+++ EXTRACTED DATA
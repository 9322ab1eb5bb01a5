#![forbid(unsafe_code)]

//! Request/response shim between a script host and a CGI environment.
//!
//! Builds `$_GET`, `$_POST`, `$_FILES`, `$_SERVER` and `$_SESSION` from the
//! process environment and stdin, buffers headers and body, and writes the
//! whole response once the script returns or calls `exit()`.

pub mod config;
pub mod decode;
pub mod driver;
pub mod env;
pub mod errors;
pub mod exit;
pub mod input;
pub mod output;
pub mod request;
pub mod session;

pub use config::ShimConfig;
pub use errors::{AppError, Result};
pub use request::RequestContext;
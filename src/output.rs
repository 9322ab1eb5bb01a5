//! Response buffering.
//!
//! Scripts never write to stdout themselves. `header()` and `echo()` fill a
//! [`ResponseBuffer`], and [`ResponseBuffer::finish`] writes the whole
//! response to an [`OutputSink`] in one call once the script is done.

use std::cell::RefCell;
use std::io::Write;
use std::rc::Rc;

use tracing::debug;

use crate::Result;

const CRLF: &str = "\r\n";

/// Destination of the rendered response.
pub trait OutputSink {
    /// Write `text` as-is.
    ///
    /// # Errors
    ///
    /// Returns `AppError::Io` if the underlying stream rejects the write.
    fn write(&mut self, text: &str) -> Result<()>;
}

/// Writes to the process's standard output and flushes after each call.
#[derive(Debug, Default)]
pub struct StdoutSink;

impl OutputSink for StdoutSink {
    fn write(&mut self, text: &str) -> Result<()> {
        let mut out = std::io::stdout().lock();
        out.write_all(text.as_bytes())?;
        out.flush()?;
        Ok(())
    }
}

/// Collects everything written, for embedding and tests.
///
/// Clones share one buffer, so a handle kept by the caller sees what was
/// written through a clone moved into a [`crate::request::RequestContext`].
#[derive(Debug, Default, Clone)]
pub struct BufferSink {
    captured: Rc<RefCell<Vec<String>>>,
}

impl BufferSink {
    /// Empty sink.
    #[must_use]
    pub fn new() -> Self {
        Self::default()
    }

    /// Concatenation of every write so far.
    #[must_use]
    pub fn written(&self) -> String {
        self.captured.borrow().concat()
    }

    /// Number of write calls so far.
    #[must_use]
    pub fn writes(&self) -> usize {
        self.captured.borrow().len()
    }
}

impl OutputSink for BufferSink {
    fn write(&mut self, text: &str) -> Result<()> {
        self.captured.borrow_mut().push(text.to_owned());
        Ok(())
    }
}

/// Accumulated response header lines.
#[derive(Debug, Default, Clone, PartialEq, Eq)]
pub struct HeaderBuffer {
    raw: String,
    content_type_set: bool,
}

impl HeaderBuffer {
    /// Add one header line.
    ///
    /// A `Location:` header throws away everything buffered so far and
    /// replaces it with a `302` status prologue followed by the line itself.
    /// A `Content-Type:` header marks the content type as set; a JSON content
    /// type is additionally preceded by a forced `Content-Type: text/html`
    /// line and both lines are kept.
    pub fn push(&mut self, line: &str) {
        let lower = line.to_ascii_lowercase();

        if lower.starts_with("location:") {
            debug!(line, "redirect header replaces buffered headers");
            self.raw.clear();
            self.raw.push_str("HTTP/1.0 302 Ok\r\n");
            self.raw.push_str("Status: 302 Moved\r\n");
        } else if lower.starts_with("content-type:") {
            self.content_type_set = true;
            if lower.contains("application/json") {
                self.raw.push_str("Content-Type: text/html\r\n");
            }
        }

        self.raw.push_str(line);
        self.raw.push_str(CRLF);
    }

    /// Whether a script supplied its own `Content-Type` header.
    #[must_use]
    pub fn content_type_set(&self) -> bool {
        self.content_type_set
    }

    /// Buffered header block, each line CRLF-terminated.
    #[must_use]
    pub fn as_str(&self) -> &str {
        &self.raw
    }

    /// Buffered header lines without their terminators.
    pub fn lines(&self) -> impl Iterator<Item = &str> {
        self.raw.split_terminator(CRLF)
    }
}

/// Append-only response body.
#[derive(Debug, Default, Clone, PartialEq, Eq)]
pub struct OutputBody {
    raw: String,
}

impl OutputBody {
    /// Append one fragment.
    pub fn push(&mut self, fragment: &str) {
        self.raw.push_str(fragment);
    }

    /// Body text so far.
    #[must_use]
    pub fn as_str(&self) -> &str {
        &self.raw
    }
}

/// Headers and body of the response being built.
#[derive(Debug, Clone, PartialEq, Eq)]
pub struct ResponseBuffer {
    headers: HeaderBuffer,
    body: OutputBody,
    default_content_type: String,
}

impl Default for ResponseBuffer {
    fn default() -> Self {
        Self::new("text/html")
    }
}

impl ResponseBuffer {
    /// Empty buffer that falls back to `default_content_type`.
    #[must_use]
    pub fn new(default_content_type: impl Into<String>) -> Self {
        Self {
            headers: HeaderBuffer::default(),
            body: OutputBody::default(),
            default_content_type: default_content_type.into(),
        }
    }

    /// The `header()` script builtin.
    pub fn header(&mut self, line: &str) {
        self.headers.push(line);
    }

    /// The `echo()` script builtin. `None` appends nothing.
    pub fn echo<T: std::fmt::Display + ?Sized>(&mut self, value: Option<&T>) {
        if let Some(value) = value {
            self.body.push(&value.to_string());
        }
    }

    /// Buffered headers.
    #[must_use]
    pub fn headers(&self) -> &HeaderBuffer {
        &self.headers
    }

    /// Buffered body.
    #[must_use]
    pub fn body(&self) -> &OutputBody {
        &self.body
    }

    /// Render the complete response.
    ///
    /// Layout: the default `Content-type` line when no content type was set,
    /// then the header block, a blank CRLF line and the body.
    #[must_use]
    pub fn render(&self) -> String {
        let mut out = String::with_capacity(
            self.headers.as_str().len() + self.body.as_str().len() + 32,
        );
        if !self.headers.content_type_set() {
            out.push_str("Content-type: ");
            out.push_str(&self.default_content_type);
            out.push_str("\r\n");
        }
        out.push_str(self.headers.as_str());
        out.push_str(CRLF);
        out.push_str(self.body.as_str());
        out
    }

    /// Write the rendered response to `sink` in a single call.
    ///
    /// Consumes the buffer so a response can only be finished once.
    ///
    /// # Errors
    ///
    /// Returns `AppError::Io` if the sink rejects the write.
    pub fn finish(self, sink: &mut dyn OutputSink) -> Result<()> {
        let rendered = self.render();
        debug!(
            bytes = rendered.len(),
            content_type_set = self.headers.content_type_set(),
            "flushing response"
        );
        sink.write(&rendered)
    }
}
++++++
## [PROBLEM TO WORK ON]
If a line in the records contains the string "once", copy it out.

## [EXERCISE RESULT]
//! whole response once the script returns or calls `exit()`.
//! response to an [`OutputSink`] in one call once the script is done.
    /// Consumes the buffer so a response can only be finished once.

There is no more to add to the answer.